> _Task brief_
The goal is to restate all of the records below word for word.

> _Records for this task_
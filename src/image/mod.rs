//! Container image handling module
//!
//! This module provides the image model and the two transforms applied to it:
//! the archive codec that reads and writes `docker save` tarballs, and the
//! canonicalizer that strips host- and time-dependent metadata.
//!
//! # Overview
//!
//! An [`Image`] is a config blob plus an ordered list of [`Layer`]s. Blobs are
//! content addressed: every [`Digest`] is computed from the bytes it names, and
//! the [`Manifest`] is derived from the blobs on demand.
//!
//! # Usage
//!
//! ```no_run
//! use std::path::Path;
//! use canoni::image::{Reference, archive, canonicalize};
//!
//! # fn example() -> Result<(), Box<dyn std::error::Error>> {
//! let reference = Reference::parse("myapp:v1")?;
//! let image = archive::decode(Path::new("myapp.tar"), Some(&reference))?;
//! let canonical = canonicalize(&image)?;
//! archive::encode(&canonical, &reference.canonical(), Path::new("myapp-canoni.tar"))?;
//! # Ok(())
//! # }
//! ```

pub mod archive;
pub mod canonicalize;
pub mod config;
pub mod digest;
pub mod model;
pub mod reference;

pub use canonicalize::{CanonicalSummary, canonicalize};
pub use config::{ConfigFile, ContainerConfig};
pub use digest::Digest;
pub use model::{Blob, Image, Layer, Manifest};
pub use reference::Reference;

> _Expected answer_
filename src/image/mod.rs
//! Container image handling module
//!
//! This module provides the image model and the two transforms applied to it:
//! the archive codec that reads and writes `docker save` tarballs, and the
//! canonicalizer that strips host- and time-dependent metadata.
//!
//! # Overview
//!
//! An [`Image`] is a config blob plus an ordered list of [`Layer`]s. Blobs are
//! content addressed: every [`Digest`] is computed from the bytes it names, and
//! the [`Manifest`] is derived from the blobs on demand.
//!
//! # Usage
//!
//! ```no_run
//! use std::path::Path;
//! use canoni::image::{Reference, archive, canonicalize};
//!
//! # fn example() -> Result<(), Box<dyn std::error::Error>> {
//! let reference = Reference::parse("myapp:v1")?;
//! let image = archive::decode(Path::new("myapp.tar"), Some(&reference))?;
//! let canonical = canonicalize(&image)?;
//! archive::encode(&canonical, &reference.canonical(), Path::new("myapp-canoni.tar"))?;
//! # Ok(())
//! # }
//! ```

pub mod archive;
pub mod canonicalize;
pub mod config;
pub mod digest;
pub mod model;
pub mod reference;

pub use canonicalize::{CanonicalSummary, canonicalize};
pub use config::{ConfigFile, ContainerConfig};
pub use digest::Digest;
pub use model::{Blob, Image, Layer, Manifest};
pub use reference::Reference;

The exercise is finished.